#### PROBLEM:
Search the entries for the word "NotFound" and copy each line that has it.

* * * * * * * * *

//! Register-state log parsing for CPU simulator dumps.
//!
//! Both the pipelined simulator and the single-cycle reference simulator print
//! their architectural state once per cycle:
//!
//! ```text
//! CYCLE 12
//! R[0]: 0
//! R[1]: -4
//! ```
//!
//! This crate extracts the register file from the last cycle block of such a
//! log and compares two register files against each other.

mod diff;
mod parse;
mod snapshot;

pub use diff::{Differences, REGISTER_COUNT, RegisterMismatch, compare_registers};
pub use parse::{LogLine, ParsedLog, parse_log, parse_log_file};
pub use snapshot::RegisterSnapshot;

use std::path::PathBuf;

use thiserror::Error;

/// Log reading errors.
#[derive(Error, Debug)]
pub enum LogError {
    #[error("log file not found: {}", .0.display())]
    NotFound(PathBuf),
    #[error("failed to read {}: {source}", path.display())]
    Io {
        path: PathBuf,
        #[source]
        source: std::io::Error,
    },
}

impl LogError {
    /// Path of the log that failed.
    #[must_use]
    pub fn path(&self) -> &std::path::Path {
        match self {
            Self::NotFound(path) | Self::Io { path, .. } => path,
        }
    }
}

pub type Result<T> = std::result::Result<T, LogError>;
use std::collections::BTreeMap;

/// Register file contents captured from one cycle block.
///
/// Indices are kept as printed; nothing restricts them to the architectural
/// range at this level.
#[derive(Debug, Clone, Default, PartialEq, Eq)]
pub struct RegisterSnapshot {
    values: BTreeMap<u32, i64>,
}

impl RegisterSnapshot {
    /// Create an empty snapshot.
    #[must_use]
    pub fn new() -> Self {
        Self::default()
    }

    /// Record a register value. A later write to the same index wins.
    pub fn set(&mut self, index: u32, value: i64) {
        self.values.insert(index, value);
    }

    /// Value of a register, if the block printed it.
    #[must_use]
    pub fn get(&self, index: u32) -> Option<i64> {
        self.values.get(&index).copied()
    }

    #[must_use]
    pub fn len(&self) -> usize {
        self.values.len()
    }

    #[must_use]
    pub fn is_empty(&self) -> bool {
        self.values.is_empty()
    }

    /// Iterate `(index, value)` pairs in ascending index order.
    pub fn iter(&self) -> impl Iterator<Item = (u32, i64)> + '_ {
        self.values.iter().map(|(&index, &value)| (index, value))
    }
}

impl FromIterator<(u32, i64)> for RegisterSnapshot {
    fn from_iter<I: IntoIterator<Item = (u32, i64)>>(iter: I) -> Self {
        let mut snapshot = Self::new();
        for (index, value) in iter {
            snapshot.set(index, value);
        }
        snapshot
    }
}
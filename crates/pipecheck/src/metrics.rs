//! Metrics collection and reporting using metrics-rs.
//!
//! Recording goes through the `metrics` facade and is a no-op unless a
//! recorder is installed; the CLI installs [`CliRecorder`] for `--metrics`.

use std::collections::{BTreeMap, HashMap};
use std::sync::Arc;

use metrics::{
    Counter, Gauge, Histogram, Key, KeyName, Metadata, Recorder, SharedString, Unit, counter,
    describe_counter, describe_gauge, describe_histogram, gauge, histogram,
};
use parking_lot::RwLock;

use crate::{TestOutcome, TestReport};

// ============================================================================
// Metric descriptions
// ============================================================================

/// Register metric descriptions. Call once at startup.
pub fn init() {
    describe_counter!(
        "pipecheck_checks_passed_total",
        Unit::Count,
        "Checks passed, by check kind"
    );
    describe_counter!(
        "pipecheck_checks_failed_total",
        Unit::Count,
        "Checks failed, by check kind"
    );
    describe_counter!(
        "pipecheck_register_mismatches_total",
        Unit::Count,
        "Registers differing between pipeline and reference"
    );
    describe_counter!(
        "pipecheck_missing_logs_total",
        Unit::Count,
        "Log files expected but not found"
    );
    describe_gauge!(
        "pipecheck_pipeline_cycles",
        Unit::Count,
        "Total cycles reported by the pipelined simulator"
    );
    describe_histogram!(
        "pipecheck_parse_seconds",
        Unit::Seconds,
        "Time spent parsing a single log"
    );
}

// ============================================================================
// Metric recording functions
// ============================================================================

/// Record the verdicts of one test.
pub fn record_report(report: &TestReport) {
    if let Some(passed) = report.registers_passed() {
        record_check("registers", passed);
    }
    if let Some(passed) = report.cycles_passed() {
        record_check("cycles", passed);
    }

    match &report.outcome {
        TestOutcome::MissingFiles(paths) => {
            counter!("pipecheck_missing_logs_total").increment(paths.len() as u64);
        }
        TestOutcome::Completed { registers, cycles } => {
            if let Some(check) = registers {
                counter!("pipecheck_register_mismatches_total")
                    .increment(check.differences.len() as u64);
            }
            if let Some(check) = cycles {
                let labels = [("test", report.name.clone())];
                #[allow(clippy::cast_precision_loss)]
                gauge!("pipecheck_pipeline_cycles", &labels).set(check.actual() as f64);
            }
        }
    }
}

fn record_check(kind: &'static str, passed: bool) {
    let labels = [("check", kind)];
    if passed {
        counter!("pipecheck_checks_passed_total", &labels).increment(1);
    } else {
        counter!("pipecheck_checks_failed_total", &labels).increment(1);
    }
}

/// Record how long one log took to parse.
pub fn record_parse(seconds: f64) {
    histogram!("pipecheck_parse_seconds").record(seconds);
}

// ============================================================================
// CLI recorder
// ============================================================================

/// Values of one metric kind, keyed by rendered name and labels.
struct Store<T> {
    values: RwLock<HashMap<String, T>>,
}

impl<T> Default for Store<T> {
    fn default() -> Self {
        Self {
            values: RwLock::new(HashMap::new()),
        }
    }
}

impl<T: Clone> Store<T> {
    fn update(&self, key: &str, f: impl FnOnce(&mut T))
    where
        T: Default,
    {
        let mut values = self.values.write();
        f(values.entry(key.to_string()).or_default());
    }

    fn get(&self, key: &str) -> Option<T> {
        self.values.read().get(key).cloned()
    }

    /// Snapshot sorted by key for printing.
    fn sorted(&self) -> BTreeMap<String, T> {
        self.values
            .read()
            .iter()
            .map(|(key, value)| (key.clone(), value.clone()))
            .collect()
    }
}

/// A registered metric: its rendered key plus the store it writes to.
struct Slot<T> {
    key: String,
    store: Arc<Store<T>>,
}

impl metrics::CounterFn for Slot<u64> {
    fn increment(&self, value: u64) {
        self.store.update(&self.key, |total| *total += value);
    }

    fn absolute(&self, value: u64) {
        self.store.update(&self.key, |total| *total = value);
    }
}

impl metrics::GaugeFn for Slot<f64> {
    fn increment(&self, value: f64) {
        self.store.update(&self.key, |level| *level += value);
    }

    fn decrement(&self, value: f64) {
        self.store.update(&self.key, |level| *level -= value);
    }

    fn set(&self, value: f64) {
        self.store.update(&self.key, |level| *level = value);
    }
}

impl metrics::HistogramFn for Slot<Vec<f64>> {
    fn record(&self, value: f64) {
        self.store.update(&self.key, |samples| samples.push(value));
    }
}

/// Recorder that keeps a run's metrics in memory for the `--metrics` report.
#[derive(Default)]
pub struct CliRecorder {
    counters: Arc<Store<u64>>,
    gauges: Arc<Store<f64>>,
    histograms: Arc<Store<Vec<f64>>>,
}

impl CliRecorder {
    #[must_use]
    pub fn new() -> Self {
        Self::default()
    }

    /// Install as the global recorder.
    ///
    /// Returns `None` if another recorder is already installed.
    #[must_use]
    pub fn install(self) -> Option<CliRecorderHandle> {
        let handle = CliRecorderHandle {
            counters: Arc::clone(&self.counters),
            gauges: Arc::clone(&self.gauges),
            histograms: Arc::clone(&self.histograms),
        };
        metrics::set_global_recorder(self).ok()?;
        Some(handle)
    }
}

/// Render `name{label=value,...}`.
fn key_to_string(key: &Key) -> String {
    let labels: Vec<String> = key
        .labels()
        .map(|label| format!("{}={}", label.key(), label.value()))
        .collect();
    if labels.is_empty() {
        key.name().to_string()
    } else {
        format!("{}{{{}}}", key.name(), labels.join(","))
    }
}

fn slot<T>(key: &Key, store: &Arc<Store<T>>) -> Arc<Slot<T>> {
    Arc::new(Slot {
        key: key_to_string(key),
        store: Arc::clone(store),
    })
}

impl Recorder for CliRecorder {
    fn describe_counter(&self, _key: KeyName, _unit: Option<Unit>, _description: SharedString) {}
    fn describe_gauge(&self, _key: KeyName, _unit: Option<Unit>, _description: SharedString) {}
    fn describe_histogram(&self, _key: KeyName, _unit: Option<Unit>, _description: SharedString) {}

    fn register_counter(&self, key: &Key, _metadata: &Metadata<'_>) -> Counter {
        Counter::from_arc(slot(key, &self.counters))
    }

    fn register_gauge(&self, key: &Key, _metadata: &Metadata<'_>) -> Gauge {
        Gauge::from_arc(slot(key, &self.gauges))
    }

    fn register_histogram(&self, key: &Key, _metadata: &Metadata<'_>) -> Histogram {
        Histogram::from_arc(slot(key, &self.histograms))
    }
}

/// Read access to what an installed [`CliRecorder`] collected.
pub struct CliRecorderHandle {
    counters: Arc<Store<u64>>,
    gauges: Arc<Store<f64>>,
    histograms: Arc<Store<Vec<f64>>>,
}

impl CliRecorderHandle {
    /// Counter total for a rendered key such as
    /// `pipecheck_checks_failed_total{check=registers}`.
    #[must_use]
    pub fn get_counter(&self, key: &str) -> Option<u64> {
        self.counters.get(key)
    }

    /// Last gauge value, e.g. `pipecheck_pipeline_cycles{test=T.txt}`.
    #[must_use]
    pub fn get_gauge(&self, key: &str) -> Option<f64> {
        self.gauges.get(key)
    }

    /// Samples recorded for a histogram key.
    #[must_use]
    pub fn get_histogram(&self, key: &str) -> Option<Vec<f64>> {
        self.histograms.get(key)
    }

    /// Print the collected metrics after the comparison output.
    pub fn print_summary(&self) {
        let counters = self.counters.sorted();
        let gauges = self.gauges.sorted();
        let histograms = self.histograms.sorted();

        if counters.is_empty() && gauges.is_empty() && histograms.is_empty() {
            println!("No metrics collected.");
            return;
        }

        println!();
        println!("## Metrics Summary");

        if !counters.is_empty() {
            println!();
            println!("### Counters");
            for (key, total) in &counters {
                println!("  {key}: {total}");
            }
        }

        if !gauges.is_empty() {
            println!();
            println!("### Cycle counts");
            for (key, level) in &gauges {
                println!("  {key}: {level}");
            }
        }

        let timings: Vec<_> = histograms
            .iter()
            .filter_map(|(key, samples)| Timing::of(samples).map(|timing| (key, timing)))
            .collect();
        if !timings.is_empty() {
            println!();
            println!("### Parse times");
            for (key, timing) in timings {
                println!(
                    "  {key}: logs={}, min={:.6}s, max={:.6}s, avg={:.6}s",
                    timing.count, timing.min, timing.max, timing.avg
                );
            }
        }
    }
}

/// Aggregate of histogram samples.
#[derive(Debug, Clone, Copy, PartialEq)]
struct Timing {
    count: usize,
    min: f64,
    max: f64,
    avg: f64,
}

impl Timing {
    fn of(samples: &[f64]) -> Option<Self> {
        if samples.is_empty() {
            return None;
        }
        let min = samples.iter().copied().fold(f64::INFINITY, f64::min);
        let max = samples.iter().copied().fold(f64::NEG_INFINITY, f64::max);
        #[allow(clippy::cast_precision_loss)]
        let avg = samples.iter().sum::<f64>() / samples.len() as f64;
        Some(Self {
            count: samples.len(),
            min,
            max,
            avg,
        })
    }
}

* * * * * * * * *

#### RESULT OF THE TASK:
    NotFound(PathBuf),
            Self::NotFound(path) | Self::Io { path, .. } => path,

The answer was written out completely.